On using Reliable Network RAM for Database Systems

A. E. Papathanassiou and Evangelos P. Markatos
Institute of Computer Science (ICS)
Foundation for Research & Technology - Hellas (FORTH),
P.O.Box 1385 Heraklion, Crete, GR-711-10 GREECE
{papathan, markatos}@ics.forth.gr

The performance of traditional database systems has been limited by the latency of magnetic disks, where they store their data. Magnetic disks have an access time, which is orders of magnitude higher than that of main memory storage. Thus, they impose a significant overhead in transaction processing systems. The need for better response times and greater transaction throughput makes it necessary to remove the access of magnetic disks from the critical path of the transaction processing.

To ensure recovery in case of failures, most database systems use a (write ahead) log file. The log file must reside in stable storage (usually magnetic disks). Accesses to the log file are usually in the critical path of the transaction processing and usually need synchronous input/output (Figure 1).

In this project the main memory (DRAM) of a network of workstations is used as a form of reliable memory. By storing sensitive data in the main memory of more than one workstations (connected to different power supplies) we are able to recover them in case one workstation fails. Our goal is to improve the transaction throughput and the response times of transaction processing.

In our first design (Figure 2) we use network DRAM to create a layer of reliable (recoverable) memory, which completely eliminates the need of a log file. The whole database is mapped to the main memory of remote nodes. When a transaction begins, the application notifies the transactional library of the portion of the database that is going to be updated. The transactional library creates an undo log (a copy of the original data) in both the local and the remote memory. Then, the application executes the transaction. After the completion of the udate operation, the modified portion of the database is copied to the remote node, and the transaction commits. Since data, modified by commited transactions, exist in the main memories of two nodes, they may be recovered in case of a single workstation failure. The undo logs are kept in the remote memory for as long as the transaction executes. When the transaction commits the space of the undo logs is reclaimed.

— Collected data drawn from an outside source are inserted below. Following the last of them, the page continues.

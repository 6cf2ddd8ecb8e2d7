use chrono::Utc;
use sea_orm::{
    ActiveModelTrait, ColumnTrait, DatabaseConnection, EntityTrait, JoinType, QueryFilter,
    QuerySelect, RelationTrait, Set,
};

use crate::errors::InternalError;
use crate::types::db::{follow, scenario};

/// "User follows scenario" edges. Adds and removes are idempotent: the
/// method checks existence first, and the composite primary key catches
/// whatever two racing requests slip past the check.
pub struct FollowStore {
    db: DatabaseConnection,
}

impl FollowStore {
    pub fn new(db: DatabaseConnection) -> Self {
        Self { db }
    }

    /// Subscribe `user_id` to `scenario_id`. Re-following is a silent no-op.
    pub async fn follow(&self, user_id: i32, scenario_id: i32) -> Result<(), InternalError> {
        if self.is_following(user_id, scenario_id).await? {
            return Ok(());
        }

        let insert = follow::ActiveModel {
            user_id: Set(user_id),
            scenario_id: Set(scenario_id),
            created_at: Set(Utc::now().timestamp()),
        }
        .insert(&self.db)
        .await;

        match insert {
            Ok(_) => Ok(()),
            // Lost the race against a concurrent follow; the edge exists.
            Err(e) if e.to_string().contains("UNIQUE") => Ok(()),
            Err(e) => Err(InternalError::db("follow", e)),
        }
    }

    /// Remove the edge if present. Unfollowing a never-followed pair is a
    /// silent no-op.
    pub async fn unfollow(&self, user_id: i32, scenario_id: i32) -> Result<(), InternalError> {
        follow::Entity::delete_many()
            .filter(follow::Column::UserId.eq(user_id))
            .filter(follow::Column::ScenarioId.eq(scenario_id))
            .exec(&self.db)
            .await
            .map_err(|e| InternalError::db("unfollow", e))?;
        Ok(())
    }

    pub async fn is_following(
        &self,
        user_id: i32,
        scenario_id: i32,
    ) -> Result<bool, InternalError> {
        let edge = follow::Entity::find_by_id((user_id, scenario_id))
            .one(&self.db)
            .await
            .map_err(|e| InternalError::db("is_following", e))?;
        Ok(edge.is_some())
    }

    /// Scenarios followed by a user, as a join against the edge set. Each
    /// call re-issues the query; nothing is cached.
    pub async fn followed_scenarios(
        &self,
        user_id: i32,
    ) -> Result<Vec<scenario::Model>, InternalError> {
        scenario::Entity::find()
            .join_rev(JoinType::InnerJoin, follow::Relation::Scenario.def())
            .filter(follow::Column::UserId.eq(user_id))
            .all(&self.db)
            .await
            .map_err(|e| InternalError::db("followed_scenarios", e))
    }
}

In our second approach, we use a traditional (redo) log file. Transactions commmit based on the Write Ahead Logging Protocol. However, in our implementation the (redo) log is kept in reliable network DRAM, instead of magnetic disks. Thus, synchronous accesses to the (redo) log do not invoke synchronous disk accesses, but synchronous network DRAM accesses, which are generally faster. When several transactions have commited, the changes propagate from the redo log to the on-disk copy of the database asynchronously.

We have started implementing our transactional library. Our experimental platform consists of two PCs running WindowsNT, connected with two Dolphin PCI-SCI (Scalable Coherent Interface) network cards.

Figure 1: Traditional DB Systems.

Figure 2: Our approach.